Equal Eyes: Asia and the Pacific round-up for March 2018

Catch up on lesbian, gay, bisexual, transgender and intersex news and issues around Asia and the Pacific in this latest edition of Equal Eyes.

March 2018

HIV, Health, and Wellness: In Australia’s state of New South Wales, a PrEP trial was so successful in recruiting participants, that researchers petitioned the government to double enrollment. With higher participation, they announced that new HIV infections had declined by a third over the previous year. As of 1 April, Australia began offering PrEP through the Pharmaceutical Benefits Scheme to subsidize costs and make it more accessible outside of research trials

From China, the Beijing Municipal Commission of Education (BMCE) reported that college students accounted for half of the city’s HIV-positive cases. The BMCE has ordered that colleges and universities provide courses on “scientific and systematic knowledge about sex and reproductive health” to fight the epidemic.

From Asia, a panel of experts discussed new approaches in harnessing social media to increase HIV testing, especially among gay, bisexual, and other men who have sex with men, youth, and trans people.
From the World of Politics: As Indonesia’s Parliament prepares to vote on whether to criminalize same-sex behavior and sex outside of marriage through an amendment to the Criminal Code, the Chairman of the People’s Consultative Assembly (MPR) told students that “globalization and modernization” have led to “rampant LGBT people”, drugs, and promiscuity.

In Australia, the state of Tasmania elected Alison Standen, the first openly lesbian candidate to Parliament.

Fear and Loathing: Indonesian authorities in the Aceh province have conducted more raids on hair salons and private residences. The recent raids led to four more arrests of people accused of same-sex conduct.

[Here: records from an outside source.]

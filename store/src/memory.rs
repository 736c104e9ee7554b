//! In-memory record store.

use std::sync::atomic::{AtomicU64, Ordering};

use async_trait::async_trait;
use dashmap::DashMap;
use fxrefresh_common::{
    now, CurrencyPair, Record, RecordIdentifier, RecordStatus, RefreshError, Result,
};
use rust_decimal::Decimal;
use tracing::debug;

use crate::store::{report_outcome, RecordStore};

/// Number of records per status.
#[derive(Debug, Clone, Copy, Default, PartialEq, Eq)]
pub struct StatusCounts {
    pub created: usize,
    pub updated: usize,
    pub failed: usize,
}

impl StatusCounts {
    /// Total number of records.
    pub fn total(&self) -> usize {
        self.created + self.updated + self.failed
    }
}

struct Entry {
    seq: u64,
    record: Record,
}

/// Record store backed by a concurrent map.
///
/// An insertion counter stands in for the surrogate key, so "latest" means
/// most recently inserted, same as in Postgres.
pub struct InMemoryRecordStore {
    records: DashMap<RecordIdentifier, Entry>,
    next_seq: AtomicU64,
}

impl InMemoryRecordStore {
    /// Create an empty store.
    pub fn new() -> Self {
        Self {
            records: DashMap::new(),
            next_seq: AtomicU64::new(1),
        }
    }

    /// Number of stored records.
    pub fn len(&self) -> usize {
        self.records.len()
    }

    pub fn is_empty(&self) -> bool {
        self.records.is_empty()
    }

    /// Count records per status.
    pub fn status_counts(&self) -> StatusCounts {
        let mut counts = StatusCounts::default();
        for entry in self.records.iter() {
            match entry.record.status {
                RecordStatus::Created => counts.created += 1,
                RecordStatus::Updated => counts.updated += 1,
                RecordStatus::Failed => counts.failed += 1,
            }
        }
        counts
    }
}

impl Default for InMemoryRecordStore {
    fn default() -> Self {
        Self::new()
    }
}

#[async_trait]
impl RecordStore for InMemoryRecordStore {
    async fn insert(&self, record: &Record) -> Result<()> {
        use dashmap::mapref::entry::Entry as MapEntry;

        match self.records.entry(record.identifier) {
            MapEntry::Occupied(_) => Err(RefreshError::Database(format!(
                "duplicate identifier {}",
                record.identifier
            ))),
            MapEntry::Vacant(slot) => {
                let seq = self.next_seq.fetch_add(1, Ordering::SeqCst);
                slot.insert(Entry {
                    seq,
                    record: record.clone(),
                });
                debug!(identifier = %record.identifier, seq, "Record inserted");
                Ok(())
            }
        }
    }

    async fn fetch_by_identifier(&self, identifier: &RecordIdentifier) -> Result<Option<Record>> {
        Ok(self.records.get(identifier).map(|entry| entry.record.clone()))
    }

    async fn fetch_latest_updated(&self, pair: &CurrencyPair) -> Result<Option<Record>> {
        Ok(self
            .records
            .iter()
            .filter(|entry| entry.record.status == RecordStatus::Updated && entry.record.pair == *pair)
            .max_by_key(|entry| entry.seq)
            .map(|entry| entry.record.clone()))
    }

    async fn transition_to_updated(&self, identifier: &RecordIdentifier, rate: Decimal) -> Result<()> {
        let mut entry = self.records.get_mut(identifier).ok_or(RefreshError::NoRecord)?;
        let outcome = entry.record.mark_updated(rate, now());
        drop(entry);

        report_outcome(identifier, outcome);
        Ok(())
    }

    async fn transition_to_failed(&self, identifier: &RecordIdentifier) -> Result<()> {
        let mut entry = self.records.get_mut(identifier).ok_or(RefreshError::NoRecord)?;
        let outcome = entry.record.mark_failed(now());
        drop(entry);

        report_outcome(identifier, outcome);
        Ok(())
    }
}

On the March: In the Philippines, many students, LGBTQI+ groups, and other allies continued to protest the government’s delay in moving forward with the Anti-Discrimination Bill, now titled the SOGIE Equality Bill.

Winds of Change: The World Bank released a new report, Economic Inclusion of LGBTI Groups in Thailand, that recommends policies and program options to help move Thailand from “tolerance to full economic and social inclusion of LGBTI groups”.

In Pakistan, fashion model Maavia Malik became the first openly trans news anchor joining the Kohenoor News show.

Thousands praised Australian TV correspondent Karl Schmid for his emotional social media post revealing he is HIV-positive in which he wrote:”For anyone who has ever doubted themselves because of those scary three letters and one symbol, let me tell you this, you are somebody who matters. Your feelings, your thoughts, your emotions count. And don’t let anybody tell you otherwise.”

School Days: In India, maths and science teacher Abhijit Kundu is suing the Calcutta International School for allegedly firing him after his autobiography “Amar Shamakami Ejahar (My Homosexual Confession)” was featured at the Kolkata International Book Fair.

Sports and Culture: In India, the Aravani Art Project is employing trans women to paint murals in public spaces across the country in an effort to give trans people a voice and to encourage dialogue across communities.
Equal Eyes is edited by Christina Dideriksen and Richard Burzynski. The views presented here do not necessarily represent the view of UNAIDS or its Cosponsors.